**WHAT TO PRODUCE**
The lines needed are those from the start of the records through the line holding "timeout firing while", each copied exactly.

Stored data:

━━━━━━━━━━━━━━━━━━━━━━━━━━━━━━

//! # Control Plane Transport
//!
//! The [`ControlPlane`] trait is the only way the submitter and the waiter talk
//! to the remote system. [`HttpControlPlane`] implements it over HTTP/JSON:
//!
//! ```text
//! POST {base}/orgs/{org}/jobs                          -> 201 Job
//! GET  {base}/orgs/{org}/jobs/{id}/wait                -> 200 Job | 408 still pending
//! GET  {base}/orgs/{org}/jobs/{id}/encrypted-outputs   -> 200 EncryptedOutputs
//! GET  {base}/orgs/{org}/jobs/{id}                     -> 200 Job
//! ```
//!
//! A 408 from the long-poll endpoint, or the per-request timeout firing while
//! waiting on it, is reported as [`PollResponse::RequestTimeout`] rather than
//! as an error: it is the expected "ask again" signal.

use std::time::Duration;

use async_trait::async_trait;
use log::debug;
use reqwest::header::{HeaderMap, HeaderValue, AUTHORIZATION};
use reqwest::{StatusCode, Url};

use crate::common::config::ControlPlaneConfig;
use crate::common::messages::{EncryptedOutputs, Job, JobRequest};
use crate::error::{Error, Result};

/// Header carrying the submission's idempotency token.
pub const IDEMPOTENCY_HEADER: &str = "Idempotency-Key";

/// Result of one long-poll query.
#[derive(Debug, Clone)]
pub enum PollResponse {
    /// The server answered with the job's current record.
    Job(Job),
    /// The long-poll window closed with nothing to report.
    RequestTimeout,
}

#[async_trait]
pub trait ControlPlane: Send + Sync {
    /// Creates a job. Exactly one request; the idempotency token rides along.
    async fn create_job(&self, request: &JobRequest) -> Result<Job>;

    /// Long-polls for the job to reach a terminal state.
    async fn wait_for_completion(&self, job_id: &str) -> Result<PollResponse>;

    /// Fetches the encrypted outputs of a succeeded job.
    async fn encrypted_outputs(&self, job_id: &str) -> Result<EncryptedOutputs>;

    /// Reads the job's current record without waiting.
    async fn get_job(&self, job_id: &str) -> Result<Job>;
}

/// [`ControlPlane`] over HTTP.
#[derive(Debug, Clone)]
pub struct HttpControlPlane {
    client: reqwest::Client,
    base_url: Url,
    org_id: String,
}

impl HttpControlPlane {
    /// Builds a client from configuration.
    ///
    /// # Errors
    /// Returns [`Error::Client`] for an unusable base URL or token, or when the
    /// HTTP client cannot be built.
    pub fn new(config: &ControlPlaneConfig) -> Result<Self> {
        let base_url = Url::parse(&config.base_url).map_err(Error::client)?;
        if base_url.cannot_be_a_base() {
            return Err(Error::client(format!(
                "{} cannot be used as a base URL",
                config.base_url
            )));
        }

        let mut headers = HeaderMap::new();
        if let Some(token) = &config.api_token {
            let mut value =
                HeaderValue::from_str(&format!("Bearer {token}")).map_err(Error::client)?;
            value.set_sensitive(true);
            headers.insert(AUTHORIZATION, value);
        }

        let client = reqwest::Client::builder()
            .default_headers(headers)
            .timeout(config.request_timeout())
            .connect_timeout(config.connect_timeout())
            .build()?;

        Ok(Self {
            client,
            base_url,
            org_id: config.org_id.clone(),
        })
    }

    /// Convenience constructor without authentication.
    pub fn with_base_url(base_url: &str, org_id: &str, request_timeout: Duration) -> Result<Self> {
        Self::new(&ControlPlaneConfig {
            base_url: base_url.to_string(),
            org_id: org_id.to_string(),
            api_token: None,
            request_timeout_secs: request_timeout.as_secs().max(1),
            connect_timeout_secs: 10,
        })
    }

    fn endpoint(&self, segments: &[&str]) -> Result<Url> {
        let mut url = self.base_url.clone();
        url.path_segments_mut()
            .map_err(|_| Error::client(format!("{} cannot be used as a base URL", self.base_url)))?
            .pop_if_empty()
            .extend(["orgs", self.org_id.as_str(), "jobs"])
            .extend(segments);
        Ok(url)
    }
}

#[async_trait]
impl ControlPlane for HttpControlPlane {
    async fn create_job(&self, request: &JobRequest) -> Result<Job> {
        let url = self.endpoint(&[])?;
        debug!(
            "POST {} (idempotency key {})",
            url,
            request.idempotency_token()
        );

        let response = self
            .client
            .post(url)
            .header(IDEMPOTENCY_HEADER, request.idempotency_token().to_string())
            .json(&request.body())
            .send()
            .await?;

        if response.status() != StatusCode::CREATED {
            return Err(api_error(response).await);
        }

        Ok(response.json().await?)
    }

    async fn wait_for_completion(&self, job_id: &str) -> Result<PollResponse> {
        let url = self.endpoint(&[job_id, "wait"])?;
        debug!("GET {}", url);

        let response = match self.client.get(url).send().await {
            Ok(response) => response,
            // Only a request that reached the server was held by it.
            Err(e) if e.is_timeout() && !e.is_connect() => {
                return Ok(PollResponse::RequestTimeout)
            }
            Err(e) => return Err(e.into()),
        };

        match response.status() {
            StatusCode::OK => Ok(PollResponse::Job(response.json().await?)),
            StatusCode::REQUEST_TIMEOUT => Ok(PollResponse::RequestTimeout),
            _ => Err(api_error(response).await),
        }
    }

    async fn encrypted_outputs(&self, job_id: &str) -> Result<EncryptedOutputs> {
        let url = self.endpoint(&[job_id, "encrypted-outputs"])?;
        debug!("GET {}", url);

        let response = self.client.get(url).send().await?;
        if response.status() != StatusCode::OK {
            return Err(api_error(response).await);
        }

        Ok(response.json().await?)
    }

    async fn get_job(&self, job_id: &str) -> Result<Job> {
        let url = self.endpoint(&[job_id])?;
        debug!("GET {}", url);

        let response = self.client.get(url).send().await?;
        if response.status() != StatusCode::OK {
            return Err(api_error(response).await);
        }

        Ok(response.json().await?)
    }
}

async fn api_error(response: reqwest::Response) -> Error {
    let status = response.status().as_u16();
    let body = response
        .text()
        .await
        .unwrap_or_else(|_| "<failed to read response body>".to_string());
    Error::Api { status, body }
}

#[cfg(test)]
mod tests {
    use super::*;

    fn plane(base_url: &str) -> HttpControlPlane {
        HttpControlPlane::with_base_url(base_url, "acme", Duration::from_secs(5)).unwrap()
    }

    #[test]
    fn endpoints_are_scoped_to_the_org() {
        let plane = plane("https://api.example.test");
        assert_eq!(
            plane.endpoint(&["job-1", "wait"]).unwrap().as_str(),
            "https://api.example.test/orgs/acme/jobs/job-1/wait"
        );
        assert_eq!(
            plane.endpoint(&[]).unwrap().as_str(),
            "https://api.example.test/orgs/acme/jobs"
        );
    }

    #[test]
    fn base_path_and_trailing_slash_are_kept() {
        let plane = plane("https://api.example.test/v2/");
        assert_eq!(
            plane.endpoint(&["job-1"]).unwrap().as_str(),
            "https://api.example.test/v2/orgs/acme/jobs/job-1"
        );
    }

    #[test]
    fn job_ids_are_escaped() {
        let plane = plane("https://api.example.test");
        assert_eq!(
            plane.endpoint(&["a/b", "wait"]).unwrap().as_str(),
            "https://api.example.test/orgs/acme/jobs/a%2Fb/wait"
        );
    }

    #[test]
    fn rejects_unusable_base_url() {
        assert!(HttpControlPlane::with_base_url("not a url", "acme", Duration::from_secs(5)).is_err());
        assert!(HttpControlPlane::with_base_url("mailto:ops@example.test", "acme", Duration::from_secs(5)).is_err());
    }
}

━━━━━━━━━━━━━━━━━━━━━━━━━━━━━━

**EXERCISE OUTPUT**
//! # Control Plane Transport
//!
//! The [`ControlPlane`] trait is the only way the submitter and the waiter talk
//! to the remote system. [`HttpControlPlane`] implements it over HTTP/JSON:
//!
//! ```text
//! POST {base}/orgs/{org}/jobs                          -> 201 Job
//! GET  {base}/orgs/{org}/jobs/{id}/wait                -> 200 Job | 408 still pending
//! GET  {base}/orgs/{org}/jobs/{id}/encrypted-outputs   -> 200 EncryptedOutputs
//! GET  {base}/orgs/{org}/jobs/{id}                     -> 200 Job
//! ```
//!
//! A 408 from the long-poll endpoint, or the per-request timeout firing while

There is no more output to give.